The German army had invaded France on 10 May, and within just two weeks had cut off and surrounded a combined force of British, French and Belgian troops. Referred to by the recently-appointed British Prime Minister Winston Churchill as ‘a colossal military disaster’ the only hope was to retreat to the port of Dunkirk and evacuate as many soldiers as possible.

Operation Dynamo was overseen by Vice Admiral Bertram Ramsay who reputedly worked in a room within the cliffs of Dover that once housed an electrical dynamo, though there is no reliable evidence for this claim. The order to begin the operation was received at 18:57 on 26 May, less than a week after planning began.

The operation is famous for the flotilla of ‘little ships’ that sailed from Britain to assist the evacuation. Most of these were used to ferry soldiers from the beaches to the large navy ships that would sail across the Channel, although the majority of soldiers boarded ships directly from the stone and concrete mole that protected the harbour.

The evacuation took place amidst ferocious attacks from German aircraft and artillery. In response the Royal Air Force sent all available aircraft to protect the operation. Churchill later praised the fact that hundreds of thousands of soldiers had been evacuated from Dunkirk, but in a speech on 4 June needed to warn the public that ‘Wars are not won by evacuations.’

Josef Mengele, the Nazi ‘Angel Of Death’, was transferred to begin work at Auschwitz concentration camp.

Menegele had been a member of a right-wing paramilitary group that was absorbed into the Nazi SA in 1934. In 1937 he formally joined the Nazi Party and, the following year, began serving in the SS. By the start of 1943 Mengele had proved himself as both an effective medical officer in the field and a dedicated member of the Race and Resettlement Office.

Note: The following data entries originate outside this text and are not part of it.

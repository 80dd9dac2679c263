// Copyright (c) 2025 Dimitris Kafetzis
//
// Licensed under the MIT License.
// See LICENSE file in the project root for full license information.
//
// SPDX-License-Identifier: MIT

//! Typed per-kind layer configuration.
//!
//! Canvas forms hand us loose JSON objects using the TensorFlow.js option
//! names (`kernelSize`, `returnSequences`, ...). [`LayerConfig::from_value`]
//! turns such an object into the record for one kind, filling defaults
//! and keeping unrecognised keys in an opaque `extra` map that is passed
//! through to generated code untouched. [`LayerConfig::validate`] then
//! range-checks the recognised fields.

use crate::{ConfigError, LayerKind, Padding, TargetShape, Window};
use std::collections::BTreeMap;

/// Unrecognised options, forwarded verbatim.
pub type Extra = BTreeMap<String, serde_json::Value>;

/// Options for the CSV data source.
#[derive(Debug, Clone, PartialEq, serde::Serialize, serde::Deserialize)]
#[serde(rename_all = "camelCase", default)]
pub struct CsvSourceConfig {
    /// Rows per sample window.
    pub time_steps: usize,
    /// Numeric columns per row; unknown until the file is inspected.
    pub features: Option<usize>,
    #[serde(flatten)]
    pub extra: Extra,
}

impl Default for CsvSourceConfig {
    fn default() -> Self {
        Self {
            time_steps: 1,
            features: None,
            extra: Extra::new(),
        }
    }
}

/// Options-free kinds (MNIST source, flatten, train trigger).
#[derive(Debug, Clone, Default, PartialEq, serde::Serialize, serde::Deserialize)]
#[serde(default)]
pub struct EmptyConfig {
    #[serde(flatten)]
    pub extra: Extra,
}

/// Options for a 2D convolution.
#[derive(Debug, Clone, PartialEq, serde::Serialize, serde::Deserialize)]
#[serde(rename_all = "camelCase", default)]
pub struct Conv2dConfig {
    pub kernel_size: Window,
    pub filters: usize,
    pub strides: Window,
    pub padding: Padding,
    pub activation: String,
    pub kernel_initializer: String,
    #[serde(flatten)]
    pub extra: Extra,
}

impl Default for Conv2dConfig {
    fn default() -> Self {
        Self {
            kernel_size: Window::square(5),
            filters: 8,
            strides: Window::square(1),
            padding: Padding::Valid,
            activation: "relu".to_string(),
            kernel_initializer: "varianceScaling".to_string(),
            extra: Extra::new(),
        }
    }
}

/// Options for max and average pooling.
#[derive(Debug, Clone, PartialEq, serde::Serialize, serde::Deserialize)]
#[serde(rename_all = "camelCase", default)]
pub struct Pool2dConfig {
    pub pool_size: Window,
    /// Defaults to the pool size when absent.
    pub strides: Option<Window>,
    pub padding: Padding,
    #[serde(flatten)]
    pub extra: Extra,
}

impl Pool2dConfig {
    /// The stride actually applied.
    pub fn effective_strides(&self) -> Window {
        self.strides.unwrap_or(self.pool_size)
    }
}

impl Default for Pool2dConfig {
    fn default() -> Self {
        Self {
            pool_size: Window::square(2),
            strides: None,
            padding: Padding::Valid,
            extra: Extra::new(),
        }
    }
}

/// Options for a fully connected layer.
#[derive(Debug, Clone, PartialEq, serde::Serialize, serde::Deserialize)]
#[serde(rename_all = "camelCase", default)]
pub struct DenseConfig {
    pub units: usize,
    pub activation: String,
    pub kernel_initializer: String,
    #[serde(flatten)]
    pub extra: Extra,
}

impl Default for DenseConfig {
    fn default() -> Self {
        Self {
            units: 10,
            activation: "softmax".to_string(),
            kernel_initializer: "varianceScaling".to_string(),
            extra: Extra::new(),
        }
    }
}

#[derive(Debug, Clone, PartialEq, serde::Serialize, serde::Deserialize)]
#[serde(rename_all = "camelCase", default)]
pub struct DropoutConfig {
    pub rate: f64,
    #[serde(flatten)]
    pub extra: Extra,
}

impl Default for DropoutConfig {
    fn default() -> Self {
        Self {
            rate: 0.2,
            extra: Extra::new(),
        }
    }
}

#[derive(Debug, Clone, PartialEq, serde::Serialize, serde::Deserialize)]
#[serde(rename_all = "camelCase", default)]
pub struct BatchNormConfig {
    pub axis: i64,
    pub momentum: f64,
    pub epsilon: f64,
    pub center: bool,
    pub scale: bool,
    #[serde(flatten)]
    pub extra: Extra,
}

impl Default for BatchNormConfig {
    fn default() -> Self {
        Self {
            axis: -1,
            momentum: 0.99,
            epsilon: 0.001,
            center: true,
            scale: true,
            extra: Extra::new(),
        }
    }
}

/// Options shared by LSTM and GRU layers.
#[derive(Debug, Clone, PartialEq, serde::Serialize, serde::Deserialize)]
#[serde(rename_all = "camelCase", default)]
pub struct RecurrentConfig {
    pub units: usize,
    pub activation: String,
    pub recurrent_activation: String,
    /// Emit one output per time step instead of only the last.
    pub return_sequences: bool,
    pub dropout: f64,
    pub recurrent_dropout: f64,
    #[serde(flatten)]
    pub extra: Extra,
}

impl Default for RecurrentConfig {
    fn default() -> Self {
        Self {
            units: 128,
            activation: "tanh".to_string(),
            recurrent_activation: "sigmoid".to_string(),
            return_sequences: false,
            dropout: 0.0,
            recurrent_dropout: 0.0,
            extra: Extra::new(),
        }
    }
}

#[derive(Debug, Clone, PartialEq, serde::Serialize, serde::Deserialize)]
#[serde(rename_all = "camelCase", default)]
pub struct ActivationConfig {
    pub activation: String,
    #[serde(flatten)]
    pub extra: Extra,
}

impl Default for ActivationConfig {
    fn default() -> Self {
        Self {
            activation: "relu".to_string(),
            extra: Extra::new(),
        }
    }
}

#[derive(Debug, Clone, Default, PartialEq, serde::Serialize, serde::Deserialize)]
#[serde(rename_all = "camelCase", default)]
pub struct ReshapeConfig {
    pub target_shape: TargetShape,
    #[serde(flatten)]
    pub extra: Extra,
}

/// The configuration record of one node, tagged by kind.
///
/// Serializes as the bare inner record; the kind travels separately
/// (on the node, or next to the config in generated structures).
#[derive(Debug, Clone, PartialEq, serde::Serialize)]
#[serde(untagged)]
pub enum LayerConfig {
    DataCsv(CsvSourceConfig),
    DataMnist(EmptyConfig),
    Conv2d(Conv2dConfig),
    MaxPool2d(Pool2dConfig),
    AvgPool2d(Pool2dConfig),
    Dense(DenseConfig),
    Dropout(DropoutConfig),
    BatchNorm(BatchNormConfig),
    Flatten(EmptyConfig),
    Lstm(RecurrentConfig),
    Gru(RecurrentConfig),
    Activation(ActivationConfig),
    Reshape(ReshapeConfig),
    TrainTrigger(EmptyConfig),
}

impl LayerConfig {
    /// The default configuration for a kind, as the canvas creates it.
    pub fn default_for(kind: LayerKind) -> Self {
        match kind {
            LayerKind::DataCsv => Self::DataCsv(CsvSourceConfig::default()),
            LayerKind::DataMnist => Self::DataMnist(EmptyConfig::default()),
            LayerKind::Conv2d => Self::Conv2d(Conv2dConfig::default()),
            LayerKind::MaxPool2d => Self::MaxPool2d(Pool2dConfig::default()),
            LayerKind::AvgPool2d => Self::AvgPool2d(Pool2dConfig::default()),
            LayerKind::Dense => Self::Dense(DenseConfig::default()),
            LayerKind::Dropout => Self::Dropout(DropoutConfig::default()),
            LayerKind::BatchNorm => Self::BatchNorm(BatchNormConfig::default()),
            LayerKind::Flatten => Self::Flatten(EmptyConfig::default()),
            LayerKind::Lstm => Self::Lstm(RecurrentConfig::default()),
            LayerKind::Gru => Self::Gru(RecurrentConfig::default()),
            LayerKind::Activation => Self::Activation(ActivationConfig::default()),
            LayerKind::Reshape => Self::Reshape(ReshapeConfig::default()),
            LayerKind::TrainTrigger => Self::TrainTrigger(EmptyConfig::default()),
        }
    }

    /// Parses a loose JSON options object into the record for `kind`.
    ///
    /// `null` yields the default record. The result is validated.
    pub fn from_value(kind: LayerKind, value: serde_json::Value) -> Result<Self, ConfigError> {
        if value.is_null() {
            return Ok(Self::default_for(kind));
        }

        fn parse<T: serde::de::DeserializeOwned>(
            kind: LayerKind,
            value: serde_json::Value,
        ) -> Result<T, ConfigError> {
            serde_json::from_value(value).map_err(|source| ConfigError::Malformed { kind, source })
        }

        let config = match kind {
            LayerKind::DataCsv => Self::DataCsv(parse(kind, value)?),
            LayerKind::DataMnist => Self::DataMnist(parse(kind, value)?),
            LayerKind::Conv2d => Self::Conv2d(parse(kind, value)?),
            LayerKind::MaxPool2d => Self::MaxPool2d(parse(kind, value)?),
            LayerKind::AvgPool2d => Self::AvgPool2d(parse(kind, value)?),
            LayerKind::Dense => Self::Dense(parse(kind, value)?),
            LayerKind::Dropout => Self::Dropout(parse(kind, value)?),
            LayerKind::BatchNorm => Self::BatchNorm(parse(kind, value)?),
            LayerKind::Flatten => Self::Flatten(parse(kind, value)?),
            LayerKind::Lstm => Self::Lstm(parse(kind, value)?),
            LayerKind::Gru => Self::Gru(parse(kind, value)?),
            LayerKind::Activation => Self::Activation(parse(kind, value)?),
            LayerKind::Reshape => Self::Reshape(parse(kind, value)?),
            LayerKind::TrainTrigger => Self::TrainTrigger(parse(kind, value)?),
        };
        config.validate()?;
        Ok(config)
    }

    /// The kind this record configures.
    pub fn kind(&self) -> LayerKind {
        match self {
            Self::DataCsv(_) => LayerKind::DataCsv,
            Self::DataMnist(_) => LayerKind::DataMnist,
            Self::Conv2d(_) => LayerKind::Conv2d,
            Self::MaxPool2d(_) => LayerKind::MaxPool2d,
            Self::AvgPool2d(_) => LayerKind::AvgPool2d,
            Self::Dense(_) => LayerKind::Dense,
            Self::Dropout(_) => LayerKind::Dropout,
            Self::BatchNorm(_) => LayerKind::BatchNorm,
            Self::Flatten(_) => LayerKind::Flatten,
            Self::Lstm(_) => LayerKind::Lstm,
            Self::Gru(_) => LayerKind::Gru,
            Self::Activation(_) => LayerKind::Activation,
            Self::Reshape(_) => LayerKind::Reshape,
            Self::TrainTrigger(_) => LayerKind::TrainTrigger,
        }
    }

    /// Checks that this record configures `expected`.
    pub fn ensure_kind(&self, expected: LayerKind) -> Result<(), ConfigError> {
        let found = self.kind();
        if found == expected {
            Ok(())
        } else {
            Err(ConfigError::KindMismatch { expected, found })
        }
    }

    /// Range-checks the recognised options.
    ///
    /// # Checks
    /// - Filter, unit, kernel, pool and stride extents are non-zero.
    /// - CSV windows have at least one time step and, if known, one feature.
    /// - Dropout rates lie in `[0, 1)`.
    /// - Reshape targets name at least one axis and no zero-extent axis.
    pub fn validate(&self) -> Result<(), ConfigError> {
        let kind = self.kind();
        let invalid = |field: &'static str, detail: String| ConfigError::InvalidValue {
            kind,
            field,
            detail,
        };

        match self {
            Self::DataCsv(c) => {
                if c.time_steps == 0 {
                    return Err(invalid("timeSteps", "must be at least 1".into()));
                }
                if c.features == Some(0) {
                    return Err(invalid("features", "must be at least 1".into()));
                }
            }
            Self::Conv2d(c) => {
                if c.filters == 0 {
                    return Err(invalid("filters", "must be at least 1".into()));
                }
                if c.kernel_size.is_degenerate() {
                    return Err(invalid("kernelSize", format!("{} has a zero extent", c.kernel_size)));
                }
                if c.strides.is_degenerate() {
                    return Err(invalid("strides", format!("{} has a zero extent", c.strides)));
                }
            }
            Self::MaxPool2d(c) | Self::AvgPool2d(c) => {
                if c.pool_size.is_degenerate() {
                    return Err(invalid("poolSize", format!("{} has a zero extent", c.pool_size)));
                }
                if c.effective_strides().is_degenerate() {
                    return Err(invalid(
                        "strides",
                        format!("{} has a zero extent", c.effective_strides()),
                    ));
                }
            }
            Self::Dense(c) => {
                if c.units == 0 {
                    return Err(invalid("units", "must be at least 1".into()));
                }
            }
            Self::Dropout(c) => check_rate(kind, "rate", c.rate)?,
            Self::Lstm(c) | Self::Gru(c) => {
                if c.units == 0 {
                    return Err(invalid("units", "must be at least 1".into()));
                }
                check_rate(kind, "dropout", c.dropout)?;
                check_rate(kind, "recurrentDropout", c.recurrent_dropout)?;
            }
            Self::BatchNorm(c) => {
                if c.epsilon.is_nan() || c.epsilon <= 0.0 {
                    return Err(invalid("epsilon", format!("{} must be positive", c.epsilon)));
                }
            }
            Self::Reshape(c) => {
                if c.target_shape.is_empty() {
                    return Err(invalid("targetShape", "names no axes".into()));
                }
                if c.target_shape.dims().contains(&Some(0)) {
                    return Err(invalid(
                        "targetShape",
                        format!("{} has a zero-extent axis", c.target_shape),
                    ));
                }
            }
            Self::DataMnist(_) | Self::Flatten(_) | Self::Activation(_) | Self::TrainTrigger(_) => {}
        }
        Ok(())
    }

    /// Unrecognised options carried by this record.
    pub fn extra(&self) -> &Extra {
        match self {
            Self::DataCsv(c) => &c.extra,
            Self::DataMnist(c) | Self::Flatten(c) | Self::TrainTrigger(c) => &c.extra,
            Self::Conv2d(c) => &c.extra,
            Self::MaxPool2d(c) | Self::AvgPool2d(c) => &c.extra,
            Self::Dense(c) => &c.extra,
            Self::Dropout(c) => &c.extra,
            Self::BatchNorm(c) => &c.extra,
            Self::Lstm(c) | Self::Gru(c) => &c.extra,
            Self::Activation(c) => &c.extra,
            Self::Reshape(c) => &c.extra,
        }
    }

    /// Serializes the record back to a JSON options object.
    pub fn to_value(&self) -> serde_json::Value {
        // Every record is a plain struct of JSON-compatible fields.
        serde_json::to_value(self).unwrap_or(serde_json::Value::Null)
    }
}

fn check_rate(kind: LayerKind, field: &'static str, rate: f64) -> Result<(), ConfigError> {
    if (0.0..1.0).contains(&rate) {
        Ok(())
    } else {
        Err(ConfigError::InvalidValue {
            kind,
            field,
            detail: format!("{rate} is outside [0, 1)"),
        })
    }
}
// Copyright (c) 2025 Dimitris Kafetzis
//
// Licensed under the MIT License.
// See LICENSE file in the project root for full license information.
//
// SPDX-License-Identifier: MIT

//! Per-node configuration keyed by node id.

use crate::{LayerNode, NodeId};
use layer_spec::{ConfigError, LayerConfig};
use std::borrow::Cow;
use std::collections::BTreeMap;

/// Read access to node configurations.
///
/// Shape inference and model extraction only need lookups, so they take
/// any `ConfigLookup` rather than a concrete store.
pub trait ConfigLookup {
    /// The stored configuration for `id`, if any.
    fn config(&self, id: &NodeId) -> Option<&LayerConfig>;

    /// The configuration for `node`, falling back to the kind's defaults
    /// when nothing (or a record of the wrong kind) is stored.
    fn resolve(&self, node: &LayerNode) -> Cow<'_, LayerConfig> {
        match self.config(&node.id) {
            Some(config) if config.kind() == node.kind => Cow::Borrowed(config),
            _ => Cow::Owned(LayerConfig::default_for(node.kind)),
        }
    }
}

/// Layer configurations keyed by [`NodeId`].
#[derive(Debug, Clone, Default, PartialEq)]
pub struct ConfigStore {
    entries: BTreeMap<NodeId, LayerConfig>,
}

impl ConfigStore {
    pub fn new() -> Self {
        Self::default()
    }

    /// Stores `config` for `node`, replacing any previous entry.
    ///
    /// Rejects configs of a different kind than the node and configs that
    /// fail validation.
    pub fn insert(
        &mut self,
        node: &LayerNode,
        config: LayerConfig,
    ) -> Result<Option<LayerConfig>, ConfigError> {
        config.ensure_kind(node.kind)?;
        config.validate()?;
        Ok(self.entries.insert(node.id.clone(), config))
    }

    pub fn get(&self, id: &NodeId) -> Option<&LayerConfig> {
        self.entries.get(id)
    }

    pub fn remove(&mut self, id: &NodeId) -> Option<LayerConfig> {
        self.entries.remove(id)
    }

    pub fn contains(&self, id: &NodeId) -> bool {
        self.entries.contains_key(id)
    }

    pub fn len(&self) -> usize {
        self.entries.len()
    }

    pub fn is_empty(&self) -> bool {
        self.entries.is_empty()
    }

    pub fn iter(&self) -> impl Iterator<Item = (&NodeId, &LayerConfig)> {
        self.entries.iter()
    }
}

impl ConfigLookup for ConfigStore {
    fn config(&self, id: &NodeId) -> Option<&LayerConfig> {
        self.get(id)
    }
}

impl ConfigLookup for BTreeMap<NodeId, LayerConfig> {
    fn config(&self, id: &NodeId) -> Option<&LayerConfig> {
        self.get(id)
    }
}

Having developed an interest in the study of twins as part of his earlier genetics research, Mengele applied for a transfer to the concentration camp service. He was posted to Auschwitz-Birkenau on 24 May 1943 where he initially served as the chief physician in the Romani family camp.

As he moved up the ranks numerous sources record his delight in taking part in the “selections” that determined which prisoners were to be killed in the gas chambers and which were to be spared, as these often provided him with new subjects.

Mengele’s experiments involved such gruesome actions as injecting live subjects with chemicals, purposefully infecting people with diseases and, in one well-evidenced case, sewing two twins together in an attempt to create conjoined twins. Mengele was consequently responsible for the deaths of numerous victims thanks to his sadistic and barbaric actions.

Mengele was evacuated from Auschwitz in January 1945 and gradually moved West, escaping capture by the USSR. He was eventually taken as a prisoner of war by the Americans in June but, due a combination of factors, was later able to obtain false papers and flee to South America where he died, having evaded capture for war crimes, in 1979.